EXTRACTED RECORDS below:

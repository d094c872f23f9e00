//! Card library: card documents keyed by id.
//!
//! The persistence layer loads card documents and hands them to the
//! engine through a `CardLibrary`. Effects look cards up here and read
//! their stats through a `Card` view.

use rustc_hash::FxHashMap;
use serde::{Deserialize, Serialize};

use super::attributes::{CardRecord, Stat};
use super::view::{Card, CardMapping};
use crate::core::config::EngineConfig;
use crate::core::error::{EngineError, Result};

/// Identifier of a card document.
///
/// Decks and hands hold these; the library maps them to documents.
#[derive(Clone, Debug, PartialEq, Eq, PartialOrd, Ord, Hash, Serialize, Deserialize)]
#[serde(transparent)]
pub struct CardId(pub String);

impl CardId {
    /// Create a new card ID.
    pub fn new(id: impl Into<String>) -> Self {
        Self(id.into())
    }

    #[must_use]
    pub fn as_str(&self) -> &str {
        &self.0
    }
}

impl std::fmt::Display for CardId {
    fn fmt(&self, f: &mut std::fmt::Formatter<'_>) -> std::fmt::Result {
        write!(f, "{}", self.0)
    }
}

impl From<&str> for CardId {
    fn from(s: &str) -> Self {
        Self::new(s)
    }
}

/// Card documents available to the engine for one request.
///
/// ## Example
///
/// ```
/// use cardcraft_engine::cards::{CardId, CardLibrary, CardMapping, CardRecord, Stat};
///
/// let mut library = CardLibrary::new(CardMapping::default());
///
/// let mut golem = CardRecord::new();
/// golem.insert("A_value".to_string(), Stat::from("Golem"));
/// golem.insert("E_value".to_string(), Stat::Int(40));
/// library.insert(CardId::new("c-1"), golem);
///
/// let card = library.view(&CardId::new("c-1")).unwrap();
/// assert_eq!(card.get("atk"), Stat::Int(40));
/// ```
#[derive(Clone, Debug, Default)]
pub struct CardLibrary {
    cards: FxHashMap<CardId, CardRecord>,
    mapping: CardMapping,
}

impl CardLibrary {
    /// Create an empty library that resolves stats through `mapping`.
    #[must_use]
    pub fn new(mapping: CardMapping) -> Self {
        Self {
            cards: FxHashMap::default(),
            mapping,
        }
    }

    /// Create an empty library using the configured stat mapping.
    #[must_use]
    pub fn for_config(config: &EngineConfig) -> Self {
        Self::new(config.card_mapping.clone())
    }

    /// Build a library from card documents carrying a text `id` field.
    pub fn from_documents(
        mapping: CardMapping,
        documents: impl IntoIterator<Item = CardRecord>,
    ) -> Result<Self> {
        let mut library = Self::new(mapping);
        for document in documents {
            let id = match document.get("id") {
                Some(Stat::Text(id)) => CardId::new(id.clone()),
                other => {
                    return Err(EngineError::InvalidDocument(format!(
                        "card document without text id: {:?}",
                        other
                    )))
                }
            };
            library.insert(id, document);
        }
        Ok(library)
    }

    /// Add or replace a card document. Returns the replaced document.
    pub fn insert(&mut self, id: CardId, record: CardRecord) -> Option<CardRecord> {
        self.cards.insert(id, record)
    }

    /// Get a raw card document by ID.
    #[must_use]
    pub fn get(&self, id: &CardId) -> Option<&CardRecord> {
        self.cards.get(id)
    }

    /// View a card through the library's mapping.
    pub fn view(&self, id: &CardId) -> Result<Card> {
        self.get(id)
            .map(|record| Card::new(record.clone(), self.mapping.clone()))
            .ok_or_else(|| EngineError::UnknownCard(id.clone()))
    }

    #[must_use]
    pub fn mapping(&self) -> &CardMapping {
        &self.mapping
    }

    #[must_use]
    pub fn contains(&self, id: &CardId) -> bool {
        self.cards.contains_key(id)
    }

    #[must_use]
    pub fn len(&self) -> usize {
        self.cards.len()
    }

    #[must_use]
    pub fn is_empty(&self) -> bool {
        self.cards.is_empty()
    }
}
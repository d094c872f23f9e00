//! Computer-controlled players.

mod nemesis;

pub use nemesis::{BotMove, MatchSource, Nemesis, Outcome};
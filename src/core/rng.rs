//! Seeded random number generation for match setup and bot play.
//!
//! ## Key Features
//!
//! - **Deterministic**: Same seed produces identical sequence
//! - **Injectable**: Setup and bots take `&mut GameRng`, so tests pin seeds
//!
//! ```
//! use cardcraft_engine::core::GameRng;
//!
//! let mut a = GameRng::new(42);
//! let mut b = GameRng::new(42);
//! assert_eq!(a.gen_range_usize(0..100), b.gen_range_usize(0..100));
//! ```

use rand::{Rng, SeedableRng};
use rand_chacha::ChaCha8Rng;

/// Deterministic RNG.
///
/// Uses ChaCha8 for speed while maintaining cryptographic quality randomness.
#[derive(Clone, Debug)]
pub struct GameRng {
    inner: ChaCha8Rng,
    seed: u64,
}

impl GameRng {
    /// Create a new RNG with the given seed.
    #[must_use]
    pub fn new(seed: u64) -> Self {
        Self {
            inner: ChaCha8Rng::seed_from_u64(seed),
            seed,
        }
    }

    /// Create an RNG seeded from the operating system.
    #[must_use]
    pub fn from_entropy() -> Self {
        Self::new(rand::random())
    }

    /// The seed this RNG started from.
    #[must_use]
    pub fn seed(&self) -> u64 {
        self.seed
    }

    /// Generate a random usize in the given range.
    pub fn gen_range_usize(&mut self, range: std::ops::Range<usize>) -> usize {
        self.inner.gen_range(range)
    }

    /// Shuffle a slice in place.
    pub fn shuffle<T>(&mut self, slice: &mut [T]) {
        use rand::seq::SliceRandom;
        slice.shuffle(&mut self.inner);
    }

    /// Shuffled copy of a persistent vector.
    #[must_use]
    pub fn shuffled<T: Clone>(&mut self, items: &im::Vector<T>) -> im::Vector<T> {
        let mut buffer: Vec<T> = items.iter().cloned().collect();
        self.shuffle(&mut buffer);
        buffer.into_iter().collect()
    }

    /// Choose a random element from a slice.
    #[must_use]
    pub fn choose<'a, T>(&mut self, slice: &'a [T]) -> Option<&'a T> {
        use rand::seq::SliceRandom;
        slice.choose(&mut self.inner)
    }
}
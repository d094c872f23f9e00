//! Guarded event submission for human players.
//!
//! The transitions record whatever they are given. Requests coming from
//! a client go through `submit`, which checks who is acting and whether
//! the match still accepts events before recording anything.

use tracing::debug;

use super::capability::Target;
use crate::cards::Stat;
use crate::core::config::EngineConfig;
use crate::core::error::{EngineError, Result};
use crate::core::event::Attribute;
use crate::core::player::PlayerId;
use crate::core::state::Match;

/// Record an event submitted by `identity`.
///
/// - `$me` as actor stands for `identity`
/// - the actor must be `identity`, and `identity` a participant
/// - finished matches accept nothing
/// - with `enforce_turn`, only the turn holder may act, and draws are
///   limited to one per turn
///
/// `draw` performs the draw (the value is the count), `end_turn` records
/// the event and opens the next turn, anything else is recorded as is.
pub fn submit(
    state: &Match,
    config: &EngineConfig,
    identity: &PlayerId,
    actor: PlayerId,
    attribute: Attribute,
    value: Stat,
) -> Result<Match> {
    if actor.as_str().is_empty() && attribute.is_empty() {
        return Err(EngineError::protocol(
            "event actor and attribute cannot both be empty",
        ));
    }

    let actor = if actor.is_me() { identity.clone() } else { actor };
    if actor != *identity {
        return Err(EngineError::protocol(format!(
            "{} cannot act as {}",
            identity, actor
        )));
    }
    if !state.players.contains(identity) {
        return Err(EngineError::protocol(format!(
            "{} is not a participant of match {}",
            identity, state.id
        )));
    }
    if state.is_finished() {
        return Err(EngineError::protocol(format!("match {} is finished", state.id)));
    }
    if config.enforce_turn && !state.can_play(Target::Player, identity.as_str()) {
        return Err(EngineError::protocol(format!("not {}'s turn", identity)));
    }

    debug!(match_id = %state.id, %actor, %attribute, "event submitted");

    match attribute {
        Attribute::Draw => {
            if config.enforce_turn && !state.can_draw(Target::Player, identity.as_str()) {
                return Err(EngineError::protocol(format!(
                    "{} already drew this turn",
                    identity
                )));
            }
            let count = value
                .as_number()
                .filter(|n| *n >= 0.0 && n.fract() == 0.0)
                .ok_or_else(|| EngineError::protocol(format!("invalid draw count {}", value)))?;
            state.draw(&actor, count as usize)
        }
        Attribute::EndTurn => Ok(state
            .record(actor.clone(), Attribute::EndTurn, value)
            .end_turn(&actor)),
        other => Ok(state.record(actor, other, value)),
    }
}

End of EXTRACTED RECORDS.

WORK INSTRUCTIONS
In the entries above, identify every line with the string "EngineError".

EXPECTED ANSWER
use crate::core::error::{EngineError, Result};
                    return Err(EngineError::InvalidDocument(format!(
            .ok_or_else(|| EngineError::UnknownCard(id.clone()))
use crate::core::error::{EngineError, Result};
        return Err(EngineError::protocol(
        return Err(EngineError::protocol(format!(
        return Err(EngineError::protocol(format!(
        return Err(EngineError::protocol(format!("match {} is finished", state.id)));
        return Err(EngineError::protocol(format!("not {}'s turn", identity)));
                return Err(EngineError::protocol(format!(
                .ok_or_else(|| EngineError::protocol(format!("invalid draw count {}", value)))?;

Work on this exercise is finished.